[Records from a data collection]
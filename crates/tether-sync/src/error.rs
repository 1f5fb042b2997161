use serde::Serialize;
use std::sync::Arc;
use std::time::Duration;
use tether_transport::TransportError;
use tether_types::ConversationId;
use thiserror::Error;

/// Mid-stream failure reported by the backend
///
/// Non-fatal: the live buffer is discarded but history is untouched.
#[derive(Error, Debug, Clone, PartialEq, Eq, Serialize)]
#[error("Generation failed for {conversation_id}: {reason}")]
pub struct GenerationError {
    pub conversation_id: ConversationId,
    pub reason: String,
}

#[derive(Error, Debug, Clone)]
pub enum SyncError {
    #[error("Conversation not found: {0}")]
    NotFound(ConversationId),

    #[error("Not connected to backend")]
    NotConnected,

    #[error("Resume failed for {conversation_id}: {reason}")]
    ResumeFailure {
        conversation_id: ConversationId,
        reason: String,
    },

    #[error(transparent)]
    Generation(#[from] GenerationError),

    #[error("Timed out after {0:?}")]
    Timeout(Duration),

    #[error("Connection closed before the request was acknowledged")]
    Closed,

    #[error("Transport error: {0}")]
    Transport(Arc<TransportError>),

    #[error("Load of {0} superseded by a newer selection")]
    Superseded(ConversationId),

    #[error("No conversation selected")]
    NoSelection,

    #[error("No model selected")]
    NoModel,

    #[error("Message is empty")]
    EmptyMessage,

    #[error("Conversation {0} has not been confirmed by the backend yet")]
    Unconfirmed(ConversationId),

    #[error("Sync engine stopped")]
    EngineStopped,
}

impl SyncError {
    /// Whether retrying later (after reconnecting) may succeed
    pub fn is_recoverable(&self) -> bool {
        match self {
            Self::NotConnected | Self::Timeout(_) | Self::Closed | Self::Superseded(_) => true,
            Self::Transport(e) => e.is_recoverable(),
            _ => false,
        }
    }
}

impl From<TransportError> for SyncError {
    fn from(error: TransportError) -> Self {
        match error {
            TransportError::NotFound(id) => Self::NotFound(id),
            TransportError::NotConnected => Self::NotConnected,
            TransportError::Timeout(limit) => Self::Timeout(limit),
            TransportError::Closed => Self::Closed,
            other => Self::Transport(Arc::new(other)),
        }
    }
}

pub type Result<T> = std::result::Result<T, SyncError>;

#[cfg(test)]
mod tests {
    use super::*;

    #[test]
    fn test_transport_errors_map_onto_sync_errors() {
        let not_found: SyncError = TransportError::NotFound(ConversationId::from("c1")).into();
        assert!(matches!(not_found, SyncError::NotFound(ref id) if id.as_str() == "c1"));

        let closed: SyncError = TransportError::Closed.into();
        assert!(matches!(closed, SyncError::Closed));
        assert!(closed.is_recoverable());

        let status: SyncError = TransportError::Status {
            status: 500,
            body: "boom".to_string(),
        }
        .into();
        assert!(matches!(status, SyncError::Transport(_)));
    }

    #[test]
    fn test_not_found_is_not_recoverable() {
        assert!(!SyncError::NotFound(ConversationId::from("c1")).is_recoverable());
        assert!(!SyncError::NoModel.is_recoverable());
    }
}
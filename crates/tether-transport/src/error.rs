use std::time::Duration;
use tether_types::ConversationId;
use thiserror::Error;

#[derive(Error, Debug)]
pub enum TransportError {
    #[error("Not connected to backend")]
    NotConnected,

    #[error("Connection closed before the request was acknowledged")]
    Closed,

    #[error("Request timed out after {0:?}")]
    Timeout(Duration),

    #[error("Conversation not found: {0}")]
    NotFound(ConversationId),

    #[error("WebSocket error: {0}")]
    WebSocket(#[from] tokio_tungstenite::tungstenite::Error),

    #[error("HTTP error: {0}")]
    Http(#[from] reqwest::Error),

    #[error("Invalid backend URL: {0}")]
    InvalidUrl(String),

    #[error("Unexpected status ({status}): {body}")]
    Status { status: u16, body: String },

    #[error("Malformed payload: {0}")]
    Decode(#[from] serde_json::Error),
}

impl TransportError {
    /// Whether waiting for a reconnect can make the same request succeed
    pub fn is_recoverable(&self) -> bool {
        !matches!(self, Self::NotFound(_) | Self::Decode(_) | Self::InvalidUrl(_))
    }
}

pub type Result<T> = std::result::Result<T, TransportError>;
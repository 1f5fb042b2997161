use config::{Config as ConfigLoader, ConfigError, Environment, File};
use serde::Deserialize;
use std::path::Path;
use tether::EngineConfig;

#[derive(Debug, Clone, Deserialize, Default)]
pub struct Config {
    #[serde(default)]
    pub engine: EngineConfig,
    #[serde(default)]
    pub logging: LoggingConfig,
    #[serde(default)]
    pub ui: UiConfig,
}

#[derive(Debug, Clone, Deserialize)]
pub struct LoggingConfig {
    pub level: String,
    /// `json` or `pretty`
    pub format: String,
}

impl Default for LoggingConfig {
    fn default() -> Self {
        Self {
            level: "warn".to_string(),
            format: "pretty".to_string(),
        }
    }
}

#[derive(Debug, Clone, Deserialize)]
pub struct UiConfig {
    /// Print the reasoning phase while it streams
    pub show_thinking: bool,
}

impl Default for UiConfig {
    fn default() -> Self {
        Self {
            show_thinking: true,
        }
    }
}

impl Config {
    /// Load configuration from TOML files and environment variables
    ///
    /// Hierarchy (weakest to strongest):
    /// 1. config/default.toml
    /// 2. config/{ENV}.toml (if ENV is set)
    /// 3. Environment variables prefixed with `TETHER_`, nested keys joined
    ///    by `__` (e.g. `TETHER_ENGINE__WS_URL`)
    pub fn load() -> Result<Self, ConfigError> {
        let env = std::env::var("ENV").unwrap_or_else(|_| "dev".to_string());

        let config = ConfigLoader::builder()
            .add_source(File::with_name("config/default").required(false))
            .add_source(File::with_name(&format!("config/{}", env)).required(false))
            .add_source(
                Environment::with_prefix("TETHER")
                    .prefix_separator("_")
                    .separator("__")
                    .try_parsing(true),
            )
            .build()?;

        config.try_deserialize()
    }

    /// Load config from a specific path (useful for testing)
    pub fn from_file(path: impl AsRef<Path>) -> Result<Self, ConfigError> {
        let config = ConfigLoader::builder()
            .add_source(File::from(path.as_ref()))
            .build()?;
        config.try_deserialize()
    }
}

EXERCISE PROMPT
Set down, unchanged, only those lines above that fall between the line with "use std::sync::Arc;" and the line with "reconnecting) may succeed", the two end lines included.

TASK RESPONSE
use std::sync::Arc;
use std::time::Duration;
use tether_transport::TransportError;
use tether_types::ConversationId;
use thiserror::Error;

/// Mid-stream failure reported by the backend
///
/// Non-fatal: the live buffer is discarded but history is untouched.
#[derive(Error, Debug, Clone, PartialEq, Eq, Serialize)]
#[error("Generation failed for {conversation_id}: {reason}")]
pub struct GenerationError {
    pub conversation_id: ConversationId,
    pub reason: String,
}

#[derive(Error, Debug, Clone)]
pub enum SyncError {
    #[error("Conversation not found: {0}")]
    NotFound(ConversationId),

    #[error("Not connected to backend")]
    NotConnected,

    #[error("Resume failed for {conversation_id}: {reason}")]
    ResumeFailure {
        conversation_id: ConversationId,
        reason: String,
    },

    #[error(transparent)]
    Generation(#[from] GenerationError),

    #[error("Timed out after {0:?}")]
    Timeout(Duration),

    #[error("Connection closed before the request was acknowledged")]
    Closed,

    #[error("Transport error: {0}")]
    Transport(Arc<TransportError>),

    #[error("Load of {0} superseded by a newer selection")]
    Superseded(ConversationId),

    #[error("No conversation selected")]
    NoSelection,

    #[error("No model selected")]
    NoModel,

    #[error("Message is empty")]
    EmptyMessage,

    #[error("Conversation {0} has not been confirmed by the backend yet")]
    Unconfirmed(ConversationId),

    #[error("Sync engine stopped")]
    EngineStopped,
}

impl SyncError {
    /// Whether retrying later (after reconnecting) may succeed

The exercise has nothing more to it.